すると、次郎はしぶしぶそれを食って、やがてきげんを直すのであった。
私の四人の子供の中で、三郎は太郎と三つちがい、次郎とは一つちがいの兄弟にあたる。三郎は次郎のあばれ屋ともちがい、また別の意味で、よく私のほうへ突きかかって来た。何をこしらえて食わせ、何を買って来てあてがっても、この子はまだ物足りないような顔ばかりを見せた。私の姉の家のほうから帰って来たこの子は、容易に胸を開こうとしなかったのである。上に二人も兄があって絶えず頭を押えられることも、三郎を不平にしたらしい。それに、次郎びいきのお徳が婆やにかわって私の家へ奉公に来るようになってからは、今度は三郎が納まらない。ちょうど婆やの太郎びいきで、とかく次郎が納まらなかったように。
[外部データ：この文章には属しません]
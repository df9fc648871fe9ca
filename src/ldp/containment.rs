//! Containment synthesis
//!
//! `ldp:contains` triples are derived from the children's `containedBy`
//! back-pointers and never stored.

use super::document::ResourceDocument;
use super::error::{LdpError, LdpResult};
use crate::rdf::namespace::ldp;
use crate::rdf::{NamedNode, RdfObject, Triple};
use crate::store::DocumentStore;
use std::collections::BTreeSet;

/// Current children of a container, loaded once per request
#[derive(Debug, Clone, PartialEq)]
pub struct Containment {
    container: NamedNode,
    children: Vec<NamedNode>,
}

impl Containment {
    /// Containment of a resource that has no children (or is not a container)
    pub fn empty(container: NamedNode) -> Self {
        Self {
            container,
            children: Vec::new(),
        }
    }

    pub fn new(container: NamedNode, mut children: Vec<NamedNode>) -> Self {
        children.sort();
        children.dedup();
        Self { container, children }
    }

    /// Query the store for the live children of `document`
    pub async fn load(store: &dyn DocumentStore, document: &ResourceDocument) -> LdpResult<Self> {
        if !document.is_container() {
            return Ok(Self::empty(document.name.clone()));
        }
        let children = store.get_containment(&document.name).await?;
        Ok(Self::new(document.name.clone(), children))
    }

    pub fn children(&self) -> &[NamedNode] {
        &self.children
    }

    /// `(container, ldp:contains, child)` per child, ordered by child URI
    pub fn triples(&self) -> Vec<Triple> {
        let contains = contains_predicate();
        self.children
            .iter()
            .map(|child| Triple::link(&self.container, &contains, child))
            .collect()
    }

    /// Reject a submitted body whose `ldp:contains` assertions differ from
    /// the current containment.
    ///
    /// A body without any `ldp:contains` triple is the minimal
    /// representation and is accepted as is.
    pub fn check_submitted(&self, submitted: &[Triple]) -> LdpResult<()> {
        let asserted: Vec<&Triple> = submitted
            .iter()
            .filter(|t| is_containment_triple(t, &self.container))
            .collect();
        if asserted.is_empty() {
            return Ok(());
        }

        let mut claimed = BTreeSet::new();
        for triple in asserted {
            match &triple.object {
                RdfObject::NamedNode(child) => {
                    claimed.insert(child.clone());
                }
                _ => return Err(LdpError::ContainmentTampering),
            }
        }
        let current: BTreeSet<NamedNode> = self.children.iter().cloned().collect();
        if claimed == current {
            Ok(())
        } else {
            Err(LdpError::ContainmentTampering)
        }
    }
}

fn contains_predicate() -> NamedNode {
    NamedNode::new_unchecked(ldp::CONTAINS)
}

/// True for `(uri, ldp:contains, *)`
pub fn is_containment_triple(triple: &Triple, uri: &NamedNode) -> bool {
    triple.predicate.as_str() == ldp::CONTAINS && triple.subject.as_named_node() == Some(uri)
}

/// Remove every `(uri, ldp:contains, *)` triple
pub fn strip_containment(triples: &mut Vec<Triple>, uri: &NamedNode) {
    triples.retain(|t| !is_containment_triple(t, uri));
}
「三ちゃん、人をつねっちゃいやですよ。ひどいことをするのねえ、この人は。」
「なんだ。なんにもしやしないじゃないか。ちょっとさわったばかりじゃないか──」
お徳と三郎の間には、こんな小ぜり合いが絶えなかった。
「とうさんはお前たちを悪くするつもりでいるんじゃないよ。お前たちをよくするつもりで育てているんだよ。かあさんでも生きててごらん、どうして言うことをきかないような子供は、よっぽどひどい目にあうんだぜ──あのかあさんは気が短かかったからね。」
それを私は子供らに言い聞かせた。あまり三郎が他人行儀なのを見ると、時には私は思い切り打ち懲らそうと考えたこともあった。ところが、ちいさな時分から自分のそばに置いた太郎や次郎を打ち懲らすことはできても、十年他に預けて置いた三郎に手を下すことは、どうしてもできなかった。ある日、私は自分の忿りを制えきれないことがあって、今の住居の玄関のところで、思わずそこへやって来た三郎を打った。不思議にも、その日からの三郎はかえって私になじむようになって来た。その時も私は自分の手荒な仕打ちをあとで侮いはしたが。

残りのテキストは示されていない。